Between abduction and contempt of court: children left without parents

A NIGERIAN father of three, serving time in a UK jail, says the English judges who heard his case are “racist” and “biased”, and that his imprisonment amounts to slavery. Levi Egeneonu is in prison for contempt of court, after he refused to return his three sons to the UK, where their mother – who has not seen her children since 2013 – is desperate about their fate. The man also claims that he cannot obey the orders of the UK courts since they conflict with the orders of the Nigerian courts.

A NIGERIAN father of three sons, Levi Egeneonu, claims his imprisonment in the UK for contempt of court is unjust because he is caught between conflicting judgments in the UK and in Nigeria and cannot obey both. Egeneonu, also known as Bernard Nkem, has been before UK judges at least a dozen times over his 2013 absconding with the children while the family was on holiday in Nigeria. His wife, Ijeoma Egeneonu, has not seen her children since then.

Despite repeated orders that he return the children, he has refused to do so. He is currently serving a prison term of 12 months for contempt but his wife brought a case for a further period of imprisonment because of ongoing refusal to obey court orders in relation to the children and their return, as well as other offences. He was sentenced to an additional 18 months on each of six further counts related to contempt of court, to be served concurrently.
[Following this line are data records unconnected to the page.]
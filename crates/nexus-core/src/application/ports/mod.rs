//! Application ports (traits) for external dependencies.
//!
//! In hexagonal architecture, ports define interfaces that the application
//! needs from the outside world. Adapters in `nexus-adapters` and the CLI
//! implement these.
//!
//! ## Port Types
//!
//! - **Driven (Output) Ports**: called by the application
//!   - `Filesystem`: file operations
//!   - `Prompter`: interactive questions
//!   - `PackageInstaller`: `<pm> install`
//!   - `ProgressReporter`: scoped progress indicators
//!
//! - **Strategy Ports**: pluggable generators looked up by the dispatcher
//!   - `ArchitectureStrategy`
//!   - `FrontendGenerator`

pub mod generators;
pub mod output;

pub use generators::{ArchitectureStrategy, FrontendGenerator, MANIFEST_FILE, StrategyDescriptor};
pub use output::{
    Choice, Filesystem, InstallOutput, NoProgress, PackageInstaller, ProgressHandle,
    ProgressReporter, Prompter,
};

#[cfg(test)]
pub use generators::{MockArchitectureStrategy, MockFrontendGenerator};
#[cfg(test)]
pub use output::{MockFilesystem, MockPackageInstaller, MockProgressReporter, MockPrompter};
//! Local filesystem adapter using std::fs.

use std::io;
use std::path::Path;

use tracing::trace;

use nexus_core::{
    application::{ApplicationError, ports::Filesystem},
    error::{NexusError, NexusResult},
};

/// Production filesystem implementation using `std::fs`.
#[derive(Debug, Clone, Copy, Default)]
pub struct LocalFilesystem;

impl LocalFilesystem {
    pub fn new() -> Self {
        Self
    }
}

impl Filesystem for LocalFilesystem {
    fn create_dir_all(&self, path: &Path) -> NexusResult<()> {
        std::fs::create_dir_all(path).map_err(|e| map_io_error(path, e, "create directory"))
    }

    fn write_file(&self, path: &Path, content: &str) -> NexusResult<()> {
        trace!(path = %path.display(), bytes = content.len(), "Writing file");
        std::fs::write(path, content).map_err(|e| map_io_error(path, e, "write file"))
    }

    fn read_file(&self, path: &Path) -> NexusResult<String> {
        std::fs::read_to_string(path).map_err(|e| map_io_error(path, e, "read file"))
    }

    fn set_permissions(&self, path: &Path, executable: bool) -> NexusResult<()> {
        #[cfg(unix)]
        {
            use std::os::unix::fs::PermissionsExt;
            if executable {
                let metadata =
                    std::fs::metadata(path).map_err(|e| map_io_error(path, e, "get metadata"))?;
                let mut perms = metadata.permissions();
                perms.set_mode(perms.mode() | 0o111);
                std::fs::set_permissions(path, perms)
                    .map_err(|e| map_io_error(path, e, "set permissions"))?;
            }
        }
        #[cfg(not(unix))]
        {
            let _ = (path, executable);
        }
        Ok(())
    }

    fn exists(&self, path: &Path) -> bool {
        path.exists()
    }

    fn is_dir(&self, path: &Path) -> bool {
        path.is_dir()
    }

    fn is_dir_empty(&self, path: &Path) -> NexusResult<bool> {
        let mut entries =
            std::fs::read_dir(path).map_err(|e| map_io_error(path, e, "list directory"))?;
        Ok(entries.next().is_none())
    }
}

fn map_io_error(path: &Path, e: io::Error, operation: &str) -> NexusError {
    ApplicationError::Filesystem {
        path: path.to_path_buf(),
        reason: format!("Failed to {}: {}", operation, e),
    }
    .into()
}
//! Tracing subscriber initialisation.
//!
//! Only the CLI crate is allowed to call [`init_logging`]; `nexus-core` and
//! `nexus-adapters` only *emit* spans and events.
//!
//! # Verbosity mapping
//!
//! | Flag(s)  | Filter level |
//! |----------|--------------|
//! | (none)   | WARN         |
//! | `-v`     | INFO         |
//! | `-vv`    | DEBUG        |
//! | `-vvv`   | TRACE        |
//! | `--quiet`| ERROR        |
//!
//! `RUST_LOG` overrides all of the above if set. With
//! `--output-format json` events are written as JSON lines.

use std::io::IsTerminal as _;

use tracing_subscriber::{
    EnvFilter, Layer, Registry, layer::SubscriberExt, util::SubscriberInitExt,
};

use crate::cli::{GlobalArgs, OutputFormat};

/// Initialise the global tracing subscriber.
///
/// Must be called exactly once, before any tracing macros fire.
pub fn init_logging(args: &GlobalArgs) -> anyhow::Result<()> {
    let level = derive_level(args);

    let filter = EnvFilter::try_from_default_env().unwrap_or_else(|_| {
        EnvFilter::new(format!(
            "nexus={level},nexus_core={level},nexus_adapters={level}"
        ))
    });

    let use_ansi = !args.no_color && std::io::stderr().is_terminal();

    let fmt_layer = tracing_subscriber::fmt::layer()
        .with_target(false)
        .with_thread_ids(false)
        .with_file(false)
        .with_line_number(false)
        .with_writer(std::io::stderr);

    let fmt_layer: Box<dyn Layer<Registry> + Send + Sync> =
        if args.output_format == OutputFormat::Json {
            fmt_layer.json().boxed()
        } else {
            fmt_layer.with_ansi(use_ansi).boxed()
        };

    tracing_subscriber::registry()
        .with(fmt_layer)
        .with(filter)
        .try_init()
        .map_err(|e| anyhow::anyhow!("Failed to initialise tracing: {e}"))?;

    Ok(())
}

/// Translate the verbosity counter + quiet flag to a level string.
fn derive_level(args: &GlobalArgs) -> &'static str {
    if args.quiet {
        return "error";
    }
    match args.verbose {
        0 => "warn",
        1 => "info",
        2 => "debug",
        _ => "trace",
    }
}
//! Command handlers. Each translates parsed arguments into core calls and
//! renders the result; none of them holds generation logic.

pub mod completions;
pub mod generate;
pub mod init;
pub mod list;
Egeneonu appealed, appearing in person in court, and the court of appeal has now delivered its decision, dismissing his challenge to the additional sentence. The UK court said that his claim, ongoing since 2013, that the English court should not have been involved in the dispute was “without foundation”. The children have dual nationality, and the English courts “clearly possessed jurisdiction from the outset.”

As to his complaint that he was being repeatedly punished for the same contempt, “That relies upon the argument that the abduction (which is anyhow denied by him) happened once, and can only be punished once. That argument is unsound.”

The children were wards of court “and the High Court is empowered to make whatever orders it responsibly considers to be in their best interests.” Where an order designed to secure the return of the children has been properly made, “the jeopardy in which a respondent to a further committal application finds himself is no more than the direct result of his deliberate decision to disobey the court’s orders.”

“The fact that its orders have not been obeyed cannot deprive it of the power to make further orders.”

The court said that a custodial sentence was always a last resort and a sentence of the length passed on Egeneonu was reserved for the most serious cases. “This is such a case. It involves the calculated separation of three children from their mother and a contemptuous disregard for court orders. Those who abduct children in this way must expect lengthy sentences if they are found to be in contempt of court. As it is, these children are currently without either of their parents. That is a tragedy, but it is one brought about by Mr Egeneonu and the solution to it lies, as it has always done, in his hands.”

Evidence before court included transcripts of a number of calls he made from prison. “Typically, in one call he was recorded as stating, ‘Let it be known that I do not want these children to come over here and I do not want these people to know their whereabouts.’” Egeneonu was also found to have “caused” one of the children to write to the court “with the intention of misleading the court about the children’s wishes and feelings” as well as sending a false witness statement to the court and making “false written statements about the whereabouts of the children” and his ability to ensure their return to the UK. In response to the evidence of his behaviour in prison, including these phone calls, the court had previously found he was “controlling the situation from prison”, and that while he had the power to bring the children back he did not do so because he did not want them to return.

As to his claim that there was a Nigerian court order by which he was bound, the appeal judges said this was a claim he had made before. For example, he had quoted a letter “from a Nigerian lawyer in January 2018, that contained a reference to proceedings in Nigeria during 2016” and to an order “In favour of Mr Egeneonu and the children.”

“None of the many judges who have heard Mr Egeneonu has been persuaded that such an order could provide a genuine excuse for his disobedience of the orders of the High Court”.

During the appeal, argued in person by Egeneonu, he claimed that two of the judges who had heard previous elements of the case “both generally and in ignoring a Nigerian court order, showed racist bias”. He added that the order committing him to prison was wrong and unjust. The case, he said, was based on “fraud, violation of international justice and slavery.” The children’s mother had fraudulently claimed the children were abducted “in order to get UK benefits,” he said, adding, “The English court has no jurisdiction over Nigerian children” and that his imprisonment “amounts to slavery”.